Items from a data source
= Beginning of Section =

//! Reference test framework for SPH fluid simulation validation
//!
//! Each reference test loads a shipped configuration, runs it for a fixed
//! number of steps and validates the final state against physical criteria:
//! containment, finiteness, bounded energy growth, settling and the
//! closed-form free-fall trajectory.

pub mod analytical;

#[cfg(test)]
mod benchmarks;

use sph_kernel::{EnergyMetrics, ParticleArrays, ParticleSystem};
use sph_orchestrator::{build_system, ConfigError, SimulationConfig};
use std::path::Path;

/// Expected result criteria for a reference test
#[derive(Debug, Clone, Default)]
pub struct ExpectedResult {
    /// Particle position bounds validation
    pub position_bounds: Option<PositionBoundsCheck>,
    /// Reject NaN or infinite particle state
    pub finite_state: bool,
    /// Upper bound on total energy relative to the initial energy
    pub energy_growth: Option<EnergyGrowthCheck>,
    /// Settling check (motion dies down, particles sink)
    pub settling: Option<SettlingCheck>,
    /// Compare particle 0 against ballistic free fall
    pub free_fall: Option<FreeFallCheck>,
}

/// Check that particles remain within the given bounds
#[derive(Debug, Clone)]
pub struct PositionBoundsCheck {
    /// Minimum bounds [x, y, z]
    pub min: [f32; 3],
    /// Maximum bounds [x, y, z]
    pub max: [f32; 3],
}

/// Check that the pressure model does not pump energy into the system
#[derive(Debug, Clone)]
pub struct EnergyGrowthCheck {
    /// Maximum allowed ratio of peak total energy to initial total energy
    pub max_ratio: f64,
}

/// Check that particles come to rest near the floor
#[derive(Debug, Clone)]
pub struct SettlingCheck {
    /// Final kinetic energy must be below this fraction of the peak
    pub max_kinetic_fraction: f64,
    /// Mean height along the up axis must end below this value
    pub max_mean_height: Option<f32>,
}

/// Check a lone particle against the discrete free-fall trajectory
#[derive(Debug, Clone)]
pub struct FreeFallCheck {
    /// Starting height of particle 0
    pub initial_height: f32,
    /// Absolute tolerance on height and velocity
    pub tolerance: f32,
}

/// Reference test definition
#[derive(Debug, Clone)]
pub struct ReferenceTest {
    /// Test name
    pub name: String,
    /// Path to configuration file
    pub config_path: String,
    /// Number of timesteps to run
    pub timesteps: u64,
    /// Expected results
    pub expected: ExpectedResult,
}

fn config_file(config_dir: &Path, name: &str) -> String {
    config_dir.join(name).to_string_lossy().into_owned()
}

fn domain_bounds() -> PositionBoundsCheck {
    PositionBoundsCheck {
        min: [-1.0, -1.0, -1.0],
        max: [1.0, 1.0, 1.0],
    }
}

/// Dam break: a 20x20 slab collapses under gravity. It must stay inside the
/// walls, stay finite and not gain much energy.
pub fn dam_break_test(config_dir: &Path) -> ReferenceTest {
    ReferenceTest {
        name: "Dam Break".to_string(),
        config_path: config_file(config_dir, "dam-break-2d.json"),
        timesteps: 400,
        expected: ExpectedResult {
            position_bounds: Some(domain_bounds()),
            finite_state: true,
            energy_growth: Some(EnergyGrowthCheck { max_ratio: 10.0 }),
            ..Default::default()
        },
    }
}

/// Cube drop: a viscous 6x6x6 block falls to the floor and comes to rest.
pub fn cube_drop_test(config_dir: &Path) -> ReferenceTest {
    ReferenceTest {
        name: "Cube Drop".to_string(),
        config_path: config_file(config_dir, "cube-drop.json"),
        timesteps: 1200,
        expected: ExpectedResult {
            position_bounds: Some(domain_bounds()),
            finite_state: true,
            energy_growth: Some(EnergyGrowthCheck { max_ratio: 2.0 }),
            settling: Some(SettlingCheck {
                max_kinetic_fraction: 0.05,
                max_mean_height: Some(-0.8),
            }),
            ..Default::default()
        },
    }
}

/// Free fall: a lone particle follows the discrete Euler trajectory.
pub fn free_fall_test(config_dir: &Path) -> ReferenceTest {
    ReferenceTest {
        name: "Free Fall".to_string(),
        config_path: config_file(config_dir, "free-fall.json"),
        timesteps: 100,
        expected: ExpectedResult {
            finite_state: true,
            free_fall: Some(FreeFallCheck {
                initial_height: 0.5,
                tolerance: 1.0e-4,
            }),
            ..Default::default()
        },
    }
}

/// Every scenario, reading configs from `config_dir`.
pub fn all_tests(config_dir: &Path) -> Vec<ReferenceTest> {
    vec![
        dam_break_test(config_dir),
        cube_drop_test(config_dir),
        free_fall_test(config_dir),
    ]
}

/// Energy observed over the course of a run.
#[derive(Debug, Clone, Copy)]
pub struct RunHistory {
    /// Metrics right after construction
    pub initial: EnergyMetrics,
    /// Largest kinetic energy seen after any step
    pub peak_kinetic: f64,
    /// Largest total energy seen after any step
    pub peak_total: f64,
}

impl RunHistory {
    fn new(initial: EnergyMetrics) -> Self {
        Self {
            initial,
            peak_kinetic: initial.kinetic,
            peak_total: initial.total,
        }
    }

    fn record(&mut self, metrics: &EnergyMetrics) {
        self.peak_kinetic = self.peak_kinetic.max(metrics.kinetic);
        self.peak_total = self.peak_total.max(metrics.total);
    }

    /// Peak total energy over initial total energy.
    pub fn energy_ratio(&self) -> f64 {
        if self.initial.total.abs() > 1.0e-12 {
            self.peak_total / self.initial.total
        } else {
            1.0
        }
    }
}

/// Result of running a reference test
#[derive(Debug)]
pub struct TestResult {
    /// Test name
    pub name: String,
    /// Overall pass/fail status
    pub passed: bool,
    /// Individual check results
    pub checks: Vec<CheckResult>,
    /// Final energy metrics
    pub metrics: EnergyMetrics,
    /// Energy history of the run
    pub history: RunHistory,
    /// Number of timesteps executed
    pub timesteps: u64,
    /// Simulation time reached
    pub sim_time: f64,
}

/// Individual check result
#[derive(Debug, Clone)]
pub struct CheckResult {
    /// Check name
    pub name: String,
    /// Pass/fail status
    pub passed: bool,
    /// Optional detail message
    pub message: Option<String>,
}

impl CheckResult {
    fn pass(name: &str) -> Self {
        Self {
            name: name.to_string(),
            passed: true,
            message: None,
        }
    }

    fn fail(name: &str, message: String) -> Self {
        Self {
            name: name.to_string(),
            passed: false,
            message: Some(message),
        }
    }
}

impl ReferenceTest {
    /// Run the reference test
    pub fn run(&self) -> Result<TestResult, ConfigError> {
        tracing::info!("Running reference test: {}", self.name);

        let config = SimulationConfig::load(&self.config_path)?;
        let mut system = build_system(&config)?;

        tracing::info!(
            "Initialized: {} particles, h={}, dt={}",
            system.particles().len(),
            system.params().h,
            system.params().dt,
        );

        let mut history = RunHistory::new(system.energy_metrics());
        let progress_interval = (self.timesteps / 10).max(1);

        for step in 1..=self.timesteps {
            system.step();
            let metrics = system.energy_metrics();
            history.record(&metrics);

            if step % progress_interval == 0 {
                tracing::info!(
                    "Progress: {}/{} steps ({:.0}%), KE={:.4e}, drift={:+.3}",
                    step,
                    self.timesteps,
                    step as f64 / self.timesteps as f64 * 100.0,
                    metrics.kinetic,
                    metrics.relative_drift,
                );
            }
        }

        let checks = self.validate(&system, &history);
        let passed = checks.iter().all(|c| c.passed);

        Ok(TestResult {
            name: self.name.clone(),
            passed,
            checks,
            metrics: system.energy_metrics(),
            history,
            timesteps: system.steps(),
            sim_time: system.sim_time(),
        })
    }

    fn validate(&self, system: &ParticleSystem, history: &RunHistory) -> Vec<CheckResult> {
        let particles = system.particles();
        let params = system.params();
        let mut checks = Vec::new();

        if let Some(ref bounds) = self.expected.position_bounds {
            checks.push(validate_position_bounds(particles, bounds));
        }

        if self.expected.finite_state {
            checks.push(validate_finite_state(particles));
        }

        if let Some(ref growth) = self.expected.energy_growth {
            checks.push(validate_energy_growth(history, growth));
        }

        if let Some(ref settling) = self.expected.settling {
            let up = params.up_axis.index();
            checks.push(validate_settling(
                particles,
                &system.energy_metrics(),
                history,
                up,
                settling,
            ));
        }

        if let Some(ref fall) = self.expected.free_fall {
            checks.push(validate_free_fall(
                particles,
                params.up_axis.index(),
                params.gravity,
                params.dt,
                system.steps(),
                fall,
            ));
        }

        checks
    }
}

fn validate_position_bounds(
    particles: &ParticleArrays,
    bounds: &PositionBoundsCheck,
) -> CheckResult {
    let mut violations = 0;
    let mut max_violation = 0.0_f32;

    for i in 0..particles.len() {
        let pos = particles.position(i);

        for axis in 0..3 {
            if pos[axis] < bounds.min[axis] {
                violations += 1;
                max_violation = max_violation.max(bounds.min[axis] - pos[axis]);
            }
            if pos[axis] > bounds.max[axis] {
                violations += 1;
                max_violation = max_violation.max(pos[axis] - bounds.max[axis]);
            }
        }
    }

    if violations == 0 {
        CheckResult::pass("Position Bounds")
    } else {
        CheckResult::fail(
            "Position Bounds",
            format!(
                "{} coordinates out of bounds (max violation: {:.6})",
                violations, max_violation
            ),
        )
    }
}

fn validate_finite_state(particles: &ParticleArrays) -> CheckResult {
    if particles.is_finite() {
        return CheckResult::pass("Finite State");
    }

    let bad = (0..particles.len())
        .filter(|&i| {
            particles.position(i).iter().any(|c| !c.is_finite())
                || particles.velocity(i).iter().any(|c| !c.is_finite())
        })
        .count();
    CheckResult::fail(
        "Finite State",
        format!("{} particles with non-finite position or velocity", bad),
    )
}

fn validate_energy_growth(history: &RunHistory, check: &EnergyGrowthCheck) -> CheckResult {
    let ratio = history.energy_ratio();
    if ratio.is_finite() && ratio <= check.max_ratio {
        CheckResult::pass("Energy Growth")
    } else {
        CheckResult::fail(
            "Energy Growth",
            format!(
                "peak energy {:.4e} is {:.2}x the initial {:.4e} (limit {:.2}x)",
                history.peak_total, ratio, history.initial.total, check.max_ratio
            ),
        )
    }
}

fn validate_settling(
    particles: &ParticleArrays,
    metrics: &EnergyMetrics,
    history: &RunHistory,
    up_axis: usize,
    check: &SettlingCheck,
) -> CheckResult {
    let limit = check.max_kinetic_fraction * history.peak_kinetic;
    if metrics.kinetic.is_nan() || metrics.kinetic > limit {
        return CheckResult::fail(
            "Settling",
            format!(
                "final KE {:.4e} exceeds {:.1}% of peak {:.4e}",
                metrics.kinetic,
                check.max_kinetic_fraction * 100.0,
                history.peak_kinetic
            ),
        );
    }

    if let Some(max_mean) = check.max_mean_height {
        let n = particles.len().max(1);
        let mean = (0..particles.len())
            .map(|i| particles.position(i)[up_axis])
            .sum::<f32>()
            / n as f32;
        if mean > max_mean {
            return CheckResult::fail(
                "Settling",
                format!("mean height {:.4} above {:.4}", mean, max_mean),
            );
        }
    }

    CheckResult::pass("Settling")
}

fn validate_free_fall(
    particles: &ParticleArrays,
    up_axis: usize,
    gravity: f32,
    dt: f32,
    steps: u64,
    check: &FreeFallCheck,
) -> CheckResult {
    if particles.is_empty() {
        return CheckResult::fail("Free Fall", "no particles".to_string());
    }

    let expected_height = analytical::free_fall_height(check.initial_height, gravity, dt, steps);
    let expected_velocity = analytical::free_fall_velocity(gravity, dt, steps);
    let height = particles.position(0)[up_axis];
    let velocity = particles.velocity(0)[up_axis];

    let height_error = (height - expected_height).abs();
    let velocity_error = (velocity - expected_velocity).abs();
    if height_error <= check.tolerance && velocity_error <= check.tolerance {
        CheckResult::pass("Free Fall")
    } else {
        CheckResult::fail(
            "Free Fall",
            format!(
                "height {:.6} (expected {:.6}), velocity {:.6} (expected {:.6})",
                height, expected_height, velocity, expected_velocity
            ),
        )
    }
}

impl TestResult {
    /// Print a summary of the test result
    pub fn print_summary(&self) {
        println!("\n{}", "=".repeat(80));
        println!("Test: {}", self.name);
        println!("{}", "=".repeat(80));
        println!("Status: {}", if self.passed { "PASSED" } else { "FAILED" });
        println!("Timesteps: {}", self.timesteps);
        println!("Simulated time: {:.6}", self.sim_time);
        println!("\nEnergy:");
        println!("  Kinetic: {:.4e} (peak {:.4e})", self.metrics.kinetic, self.history.peak_kinetic);
        println!("  Potential: {:.4e}", self.metrics.potential);
        println!("  Total drift: {:+.1}%", self.metrics.relative_drift * 100.0);
        println!("  Peak/initial: {:.2}x", self.history.energy_ratio());
        println!("  Max density variation: {:.2}%", self.metrics.max_density_variation * 100.0);
        println!("\nValidation Checks:");
        for check in &self.checks {
            let status = if check.passed { "PASS" } else { "FAIL" };
            print!("  [{}] {}", status, check.name);
            if let Some(ref msg) = check.message {
                print!(" - {}", msg);
            }
            println!();
        }
        println!("{}", "=".repeat(80));
    }
}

= End of Section =

## Problem to solve
Each line in the data that holds the string "TestResult" needs to be copied.

## Output of the exercise
pub struct TestResult {
    pub fn run(&self) -> Result<TestResult, ConfigError> {
        Ok(TestResult {
impl TestResult {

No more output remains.